None of this is to deny that you can’t statistically correct for the differences in baselines in the final analysis. This is especially true if you can correct the bias with household level data (e.g. if correcting for distance to the nearest health center turns out to substantially eliminate the various biases). I would just expect there is some loss of statistical power that may have been avoidable at the design stage. Also, I don’t know anything about the literature on Randomized Control Trials; so I’m somewhat shooting from the hip and what I’m advocating may be a bad idea for some reason, or missing something important, etc.

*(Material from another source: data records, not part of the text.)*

//! API request and response models.

use chrono::{DateTime, Utc};
use serde::Serialize;

use crate::transfer::{TaskStatus, TransferTask};

/// Task summary returned by list/create endpoints.
///
/// The delivery secret never leaves the process; responses carry only the
/// displayable request fields.
#[derive(Debug, Serialize)]
pub struct TaskResponse {
    pub id: String,
    pub status: TaskStatus,
    pub progress: f64,
    pub current_step: String,
    pub remote_path: String,
    pub account: String,
    pub target_dir: String,
    pub started_at: Option<DateTime<Utc>>,
    pub finished_at: Option<DateTime<Utc>>,
    #[serde(skip_serializing_if = "String::is_empty")]
    pub error_message: String,
}

impl From<TransferTask> for TaskResponse {
    fn from(task: TransferTask) -> Self {
        Self {
            id: task.id,
            status: task.status,
            progress: task.progress,
            current_step: task.current_step,
            remote_path: task.request.remote_path,
            account: task.request.account,
            target_dir: task.target_dir.to_string_lossy().into_owned(),
            started_at: task.started_at,
            finished_at: task.finished_at,
            error_message: task.error_message,
        }
    }
}

/// Task detail including the accumulated log.
#[derive(Debug, Serialize)]
pub struct TaskDetailResponse {
    #[serde(flatten)]
    pub summary: TaskResponse,
    pub log: Vec<String>,
}

impl From<TransferTask> for TaskDetailResponse {
    fn from(task: TransferTask) -> Self {
        let log = task.log.clone();
        Self {
            summary: TaskResponse::from(task),
            log,
        }
    }
}

/// Health endpoint response.
#[derive(Debug, Serialize)]
pub struct HealthResponse {
    pub status: String,
    pub version: String,
    pub tool_available: bool,
    #[serde(skip_serializing_if = "Option::is_none")]
    pub tool_version: Option<String>,
}

#[cfg(test)]
mod tests {
    use super::*;
    use crate::transfer::DeliveryRequest;
    use std::path::PathBuf;

    #[test]
    fn test_task_response_redacts_secret() {
        let task = TransferTask::new(
            "task_1_acct",
            DeliveryRequest::new("oss://CP1/", "acct", "hunter2"),
            PathBuf::from("/data/acct_1"),
        );

        let json = serde_json::to_string(&TaskResponse::from(task)).unwrap();
        assert!(!json.contains("hunter2"));
        assert!(json.contains("oss://CP1/"));
    }

    #[test]
    fn test_empty_error_message_omitted() {
        let task = TransferTask::new(
            "task_1_acct",
            DeliveryRequest::new("oss://CP1/", "acct", "pw"),
            PathBuf::from("/data/acct_1"),
        );

        let json = serde_json::to_string(&TaskResponse::from(task)).unwrap();
        assert!(!json.contains("error_message"));
    }
}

(In the above comment, “3432 zones” should be “3432 possibilities.”)
Colin and Rob – thanks for the thoughts.
The kind of constrained randomization that Colin describes is common in the statistical literature and seems like it would have been helpful in this case. There’s a literature on “rerandomization” and more generally the keywords to search for seem to be balanced randomization or stratified randomization. Relative to post-hoc regression analysis, which is what DMI is doing, some mechanism for incorporating covariates into the initial randomization process avoids bias. That said, the regression they’re doing in the case of ORT for diarrhea actually makes the treatment appear less effective than the unadjusted figures, so we are somewhat less concerned than if the adjustment was in the opposite direction. It would be helpful if DMI pre-specified in detail before the collection of final mortality what covariates they plan to include in that analysis.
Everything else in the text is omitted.